- [HOW TO COMPLETE THIS TASK]: Only one number is wanted here: how many lines of the data hold "message".

[DATA RECORDS — start]

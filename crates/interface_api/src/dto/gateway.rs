//! Payment gateway DTOs

use serde::Deserialize;
use validator::Validate;

#[derive(Debug, Deserialize, Validate)]
#[serde(rename_all = "camelCase")]
pub struct AttachGatewayRequest {
    #[validate(length(min = 1, max = 128))]
    pub external_payment_id: String,
}

/// Status notification posted by the payment gateway
#[derive(Debug, Deserialize, Validate)]
#[serde(rename_all = "camelCase")]
pub struct GatewayEventRequest {
    #[validate(length(min = 1, max = 128))]
    pub external_payment_id: String,
    #[validate(length(min = 1, max = 64))]
    pub status: String,
    #[serde(default)]
    pub metadata: serde_json::Value,
}
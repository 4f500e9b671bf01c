//! Commission DTOs

use rust_decimal::Decimal;
use serde::Deserialize;
use validator::Validate;

use core_kernel::{OrderId, SellerId};
use domain_commission::PayCommissions;

#[derive(Debug, Deserialize, Validate)]
#[serde(rename_all = "camelCase")]
pub struct PayCommissionsRequest {
    pub seller_id: SellerId,
    #[validate(length(min = 1, message = "must not be empty"))]
    pub seller_name: String,
    pub amount: Decimal,
    pub order_ids: Vec<OrderId>,
    #[validate(length(min = 1, max = 64, message = "must be 1 to 64 characters"))]
    pub period: String,
}

impl From<PayCommissionsRequest> for PayCommissions {
    fn from(request: PayCommissionsRequest) -> Self {
        PayCommissions {
            seller_id: request.seller_id,
            seller_name: request.seller_name,
            amount: request.amount,
            order_ids: request.order_ids,
            period: request.period,
        }
    }
}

[DATA RECORDS — finish]

- [YOUR RESPONSE]: 2